§ Activity
Filter these entries so that only lines with the word "ToSchema" remain.

§ The data

---

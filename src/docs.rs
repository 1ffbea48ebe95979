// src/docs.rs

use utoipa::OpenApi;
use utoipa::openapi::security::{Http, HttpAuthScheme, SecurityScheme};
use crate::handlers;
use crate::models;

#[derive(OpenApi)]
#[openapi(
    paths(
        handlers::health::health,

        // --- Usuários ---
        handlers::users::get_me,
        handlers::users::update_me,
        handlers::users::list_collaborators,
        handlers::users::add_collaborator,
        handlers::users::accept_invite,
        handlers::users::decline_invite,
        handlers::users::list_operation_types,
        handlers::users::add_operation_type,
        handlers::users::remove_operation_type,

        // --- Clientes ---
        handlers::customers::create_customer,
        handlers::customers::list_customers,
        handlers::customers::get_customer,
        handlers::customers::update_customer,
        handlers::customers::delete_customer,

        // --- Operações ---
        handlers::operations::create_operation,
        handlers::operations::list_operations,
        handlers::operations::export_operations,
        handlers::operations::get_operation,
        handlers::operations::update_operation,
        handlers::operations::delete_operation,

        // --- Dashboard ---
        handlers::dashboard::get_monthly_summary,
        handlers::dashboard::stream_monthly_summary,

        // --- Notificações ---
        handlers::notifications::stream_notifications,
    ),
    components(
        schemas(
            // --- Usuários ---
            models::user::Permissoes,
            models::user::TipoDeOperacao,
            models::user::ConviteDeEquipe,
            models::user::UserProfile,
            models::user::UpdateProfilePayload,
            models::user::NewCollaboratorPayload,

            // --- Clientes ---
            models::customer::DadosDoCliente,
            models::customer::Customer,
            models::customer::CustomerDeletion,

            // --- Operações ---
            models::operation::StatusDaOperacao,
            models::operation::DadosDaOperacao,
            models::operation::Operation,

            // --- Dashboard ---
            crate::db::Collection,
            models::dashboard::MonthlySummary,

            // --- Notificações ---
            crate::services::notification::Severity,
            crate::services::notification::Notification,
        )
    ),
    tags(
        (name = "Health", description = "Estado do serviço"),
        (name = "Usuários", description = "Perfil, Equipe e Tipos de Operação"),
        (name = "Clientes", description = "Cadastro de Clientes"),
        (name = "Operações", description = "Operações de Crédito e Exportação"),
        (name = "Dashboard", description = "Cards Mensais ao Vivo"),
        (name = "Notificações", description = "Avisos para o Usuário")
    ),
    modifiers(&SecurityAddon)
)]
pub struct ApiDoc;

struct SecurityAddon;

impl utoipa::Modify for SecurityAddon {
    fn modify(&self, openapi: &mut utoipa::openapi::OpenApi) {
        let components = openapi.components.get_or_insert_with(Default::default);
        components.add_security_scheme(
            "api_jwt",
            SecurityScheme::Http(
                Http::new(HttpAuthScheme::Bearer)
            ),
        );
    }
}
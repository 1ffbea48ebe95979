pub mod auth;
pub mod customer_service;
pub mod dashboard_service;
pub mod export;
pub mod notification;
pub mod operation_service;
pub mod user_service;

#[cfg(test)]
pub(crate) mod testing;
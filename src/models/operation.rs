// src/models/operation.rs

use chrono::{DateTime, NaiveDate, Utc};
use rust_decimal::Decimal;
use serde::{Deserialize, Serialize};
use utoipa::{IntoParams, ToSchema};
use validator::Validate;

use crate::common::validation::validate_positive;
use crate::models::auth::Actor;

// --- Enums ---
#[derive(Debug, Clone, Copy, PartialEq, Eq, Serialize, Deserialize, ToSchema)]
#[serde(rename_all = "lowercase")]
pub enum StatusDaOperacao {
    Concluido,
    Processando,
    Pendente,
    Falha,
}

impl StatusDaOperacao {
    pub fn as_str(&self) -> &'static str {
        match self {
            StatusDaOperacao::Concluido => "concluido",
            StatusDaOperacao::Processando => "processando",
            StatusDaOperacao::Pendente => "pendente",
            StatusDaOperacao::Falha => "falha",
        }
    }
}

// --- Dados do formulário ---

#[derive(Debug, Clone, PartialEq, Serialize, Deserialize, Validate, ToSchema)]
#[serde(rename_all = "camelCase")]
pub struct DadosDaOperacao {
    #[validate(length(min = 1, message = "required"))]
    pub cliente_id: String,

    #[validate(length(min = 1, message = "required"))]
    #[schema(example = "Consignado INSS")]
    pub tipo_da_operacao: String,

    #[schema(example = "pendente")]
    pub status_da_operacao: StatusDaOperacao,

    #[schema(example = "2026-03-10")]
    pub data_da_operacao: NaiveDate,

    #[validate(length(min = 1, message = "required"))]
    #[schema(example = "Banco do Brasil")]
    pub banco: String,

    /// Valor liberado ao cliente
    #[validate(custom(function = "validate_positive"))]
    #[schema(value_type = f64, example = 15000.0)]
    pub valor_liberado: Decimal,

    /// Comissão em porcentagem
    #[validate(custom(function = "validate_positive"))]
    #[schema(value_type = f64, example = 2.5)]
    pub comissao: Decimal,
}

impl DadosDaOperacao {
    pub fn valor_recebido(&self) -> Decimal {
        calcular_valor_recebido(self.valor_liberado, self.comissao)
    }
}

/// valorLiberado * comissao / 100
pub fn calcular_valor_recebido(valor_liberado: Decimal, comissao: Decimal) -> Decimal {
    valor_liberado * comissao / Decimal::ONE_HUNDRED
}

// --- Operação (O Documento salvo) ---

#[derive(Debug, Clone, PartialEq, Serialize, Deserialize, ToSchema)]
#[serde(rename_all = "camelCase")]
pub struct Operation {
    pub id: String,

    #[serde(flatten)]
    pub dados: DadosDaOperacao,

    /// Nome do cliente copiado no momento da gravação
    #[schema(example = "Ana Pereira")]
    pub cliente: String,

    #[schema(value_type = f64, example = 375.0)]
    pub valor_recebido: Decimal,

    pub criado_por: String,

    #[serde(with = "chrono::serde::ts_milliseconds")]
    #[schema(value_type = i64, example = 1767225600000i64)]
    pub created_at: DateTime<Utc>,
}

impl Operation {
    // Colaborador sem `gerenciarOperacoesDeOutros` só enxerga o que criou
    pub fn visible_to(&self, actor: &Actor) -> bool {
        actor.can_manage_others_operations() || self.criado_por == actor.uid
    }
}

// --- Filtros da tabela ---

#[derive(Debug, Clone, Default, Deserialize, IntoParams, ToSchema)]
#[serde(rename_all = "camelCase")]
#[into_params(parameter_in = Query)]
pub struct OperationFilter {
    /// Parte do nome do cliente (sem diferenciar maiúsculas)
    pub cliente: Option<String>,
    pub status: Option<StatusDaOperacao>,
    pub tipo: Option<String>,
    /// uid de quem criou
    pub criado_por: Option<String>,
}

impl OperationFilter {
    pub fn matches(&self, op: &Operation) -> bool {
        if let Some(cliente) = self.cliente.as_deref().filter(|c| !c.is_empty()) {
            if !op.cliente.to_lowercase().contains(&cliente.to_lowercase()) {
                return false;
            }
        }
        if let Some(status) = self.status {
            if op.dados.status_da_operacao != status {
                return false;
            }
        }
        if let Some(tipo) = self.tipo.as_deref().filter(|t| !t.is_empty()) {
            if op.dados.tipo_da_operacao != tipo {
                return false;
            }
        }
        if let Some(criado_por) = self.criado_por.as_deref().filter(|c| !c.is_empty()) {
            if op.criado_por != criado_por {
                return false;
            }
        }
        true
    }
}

---

§ Exercise answer
use utoipa::{IntoParams, ToSchema};
#[derive(Debug, Clone, Copy, PartialEq, Eq, Serialize, Deserialize, ToSchema)]
#[derive(Debug, Clone, PartialEq, Serialize, Deserialize, Validate, ToSchema)]
#[derive(Debug, Clone, PartialEq, Serialize, Deserialize, ToSchema)]
#[derive(Debug, Clone, Default, Deserialize, IntoParams, ToSchema)]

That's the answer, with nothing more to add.